— WHAT YOU HAVE TO DO —
Beginning at the line containing "pub mod error;", output every line to the end of the data below exactly as it appears.

┄┄┄┄┄┄┄┄┄┄

pub mod bias;
pub mod camera;
pub mod consts;
pub mod error;
pub mod frame;
pub mod group;
pub mod io;
pub mod noise;
pub mod pipeline;
pub mod ptc;
pub mod result;
pub mod taps;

┄┄┄┄┄┄┄┄┄┄

— RESPONSE BOX —
pub mod error;
pub mod frame;
pub mod group;
pub mod io;
pub mod noise;
pub mod pipeline;
pub mod ptc;
pub mod result;
pub mod taps;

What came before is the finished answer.